Chen has exhausted almost every legal avenue to appeal the charges against him. Court after court has ruled that he is guilty. Yet he maintains that the judicial process was a sham, and that he has been framed by the ruling Kuomintang and China’s communist government, as punishment for his combative stance towards the mainland during his time as president.
In the latest bizarre twist to the saga, Chen reportedly told a friend that he is the victim of “political persecution,” and apparently compared himself to Nelson Mandela, the South African anti-apartheid campaigner who spent 27 years in jail for challenging the brutal, racist apartheid regime, before being released and becoming his country’s first democratically elected president.
Chen’s likening of himself to the great Mandela, one of the most noble and revered figures of our times, is absurd and narcissistic. Furthermore, it is offensive and disrespectful to the legacies of true political martyrs — particularly in a week in which Suu Kyi is preparing to risk everything, all over again, as she sets about renewing her opposition to the generals who hold her country in their iron grip.
Chen was a man of great charisma, who once inspired millions, but his grand promises were ultimately sacrificed to greed, and he has now lost even the support of most of his former political allies.
Chen’s disgrace has provoked justified anger and condemnation, but there is a sad, Shakespearean coda to the drama. His wife, Wu Shu-jen, is also to be jailed for her involvement in the same web of corruption. In rapidly failing health, she visited her husband earlier this week for what may be the final time, and many in Taiwan were touched by the scenes. Despite the Chen family’s flagrant disregard for the trust of the nation, it would be a hard-hearted person who would not feel some measure of sympathy as the personal cost of the former first couple’s failings became so clearly manifest.
“it would be a hard-hearted person who would not feel some measure of sympathy as the personal cost of the former first couple’s failings became so clearly manifest”
Chen Shui-ban is a tragic, lonely figure.
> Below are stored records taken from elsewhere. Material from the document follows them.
//! ray-swap CLI: single-hop swaps against Raydium v4 pools on Solana.
//!
//! Commands
//! --------
//!   pool-keys   Resolve and print the full key set of a pool
//!   quote       Quote a swap against live reserves (read-only)
//!   swap        Build, sign and send (or simulate) a swap

mod config;

use std::path::PathBuf;
use std::str::FromStr;

use anyhow::{anyhow, Context, Result};
use clap::{Args, CommandFactory, Parser, Subcommand, ValueEnum};
use env_logger::Env;
use ray_swap_sdk::{
    authority::AMM_V4_PROGRAM_ID, Execution, ExecutionMode, FixedSide, PoolKeys, Quote,
    Slippage, SwapClient, SwapParams, TxFormat, DEFAULT_MAX_RETRIES, DEFAULT_PRIORITY_FEE,
};
use serde_json::json;
use solana_sdk::{pubkey::Pubkey, signature::Signer};

use config::{resolve_mint, resolve_symbol, PoolSource, Settings};

// ─── Banner ───────────────────────────────────────────────────────────────────

fn print_banner() {
    let ver = env!("CARGO_PKG_VERSION");
    println!();
    println!("  ray-swap  v{ver}  ·  Raydium v4 swaps from the terminal");
    println!("  {}", "─".repeat(62));
    println!("  Program   {AMM_V4_PROGRAM_ID}");
    println!("  Network   Solana mainnet-beta");
    println!("  Pools     constant-product x·y=k over an OpenBook market");
    println!();
}

// ─── CLI definition ───────────────────────────────────────────────────────────

/// ray-swap: single-hop swaps against Raydium v4 constant-product pools.
///
/// Every command supports --json for machine-readable output.
#[derive(Parser)]
#[command(
    name         = "ray-swap",
    version      = env!("CARGO_PKG_VERSION"),
    long_version = concat!(
        env!("CARGO_PKG_VERSION"), "\n",
        "Program:  675kPX9MHTjS2zt1qfr1NYHuzeLXfQM9H24wFSUt1Mp8\n",
        "Network:  Solana mainnet-beta\n",
        "License:  MIT",
    ),
    about      = "Single-hop swaps against Raydium v4 constant-product pools on Solana.",
    after_help = "\
ENVIRONMENT:
  RPC_URL              Solana JSON-RPC endpoint  [default: https://api.mainnet-beta.solana.com]
  WALLET_PRIVATE_KEY   Base-58 encoded secret key of the fee payer
  KEYPAIR_PATH         Path to a Solana CLI keypair JSON (used when no private key is set)
  RUST_LOG             Log filter  [default: info]

  Variables are also read from a .env file in the working directory.

QUICK START:
  ray-swap pool-keys --pool 58oQChx4yWmvKdwLLZzBi4ChoCc2fqCUWBkwMihLYQo2
  ray-swap quote     --in SOL --out USDC --amount 10000000 --discover
  ray-swap swap      --in SOL --out USDC --amount 10000000 --discover --simulate"
)]
struct Cli {
    /// Solana JSON-RPC endpoint
    #[arg(
        long,
        global        = true,
        value_name    = "URL",
        default_value = "https://api.mainnet-beta.solana.com",
        env           = "RPC_URL"
    )]
    rpc_url: String,

    /// Base-58 secret key of the fee payer
    #[arg(long, global = true, value_name = "BASE58", env = "WALLET_PRIVATE_KEY", hide_env_values = true)]
    private_key: Option<String>,

    /// Path to the fee payer's keypair JSON file
    #[arg(long, global = true, value_name = "PATH", env = "KEYPAIR_PATH")]
    keypair: Option<String>,

    /// Output machine-readable JSON instead of human-readable text
    #[arg(long, global = true, default_value_t = false)]
    json: bool,

    #[command(subcommand)]
    command: Commands,
}

/// Where to find the pool for the pair. Exactly one is required.
#[derive(Args)]
#[group(required = true, multiple = false)]
struct PoolArgs {
    /// Address of a known v4 pool
    #[arg(long, value_name = "ADDRESS")]
    pool: Option<String>,

    /// Pool-list JSON (array, or {"official": [...], "unOfficial": [...]})
    #[arg(long, value_name = "PATH")]
    pools_file: Option<PathBuf>,

    /// Look the pool up on DexScreener (deepest v4 pool for the pair)
    #[arg(long)]
    discover: bool,
}

impl PoolArgs {
    fn source(&self) -> Result<PoolSource> {
        PoolSource::from_args(self.pool.as_deref(), self.pools_file.as_ref(), self.discover)
    }
}

#[derive(Args)]
struct TradeArgs {
    /// Token to sell: symbol (SOL, USDC, USDT, RAY) or mint address
    #[arg(long = "in", value_name = "TOKEN")]
    token_in: String,

    /// Token to buy: symbol or mint address
    #[arg(long = "out", value_name = "TOKEN")]
    token_out: String,

    /// Amount to sell in atomic units (lamports for SOL, μUSDC for USDC)
    #[arg(long, value_name = "AMOUNT")]
    amount: u64,

    /// Slippage tolerance in basis points applied to the expected output
    #[arg(long, value_name = "BPS", default_value_t = 500)]
    slippage_bps: u64,

    #[command(flatten)]
    pool: PoolArgs,
}

/// Which side of the swap is held exact on chain.
#[derive(Clone, Copy, ValueEnum)]
enum SideArg {
    /// swap_base_in: exact input, minimum output
    In,
    /// swap_base_out: maximum input, exact output
    Out,
}

impl From<SideArg> for FixedSide {
    fn from(side: SideArg) -> Self {
        match side {
            SideArg::In => FixedSide::In,
            SideArg::Out => FixedSide::Out,
        }
    }
}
All he has left is a determination to recreate the narrative of his own life story in defiance of the facts. But his efforts don’t convince. Despite the South African apartheid government’s claims to legitimacy during Mandela’s imprisonment, and Myanmar’s indignant and determined suppression of Suu Kyi, the world at large saw both acts as nothing short of political persecution. If what Chen claims is true — that Beijing’s shadowy forces and the Ma Ying-jeou administration have colluded to engineer his downfall — are we also to believe that independent international bodies such as the United Nations and Amnesty International, who have never once questioned the legitimacy of the charges against him, are part of the same conspiracy? Now that would be a story.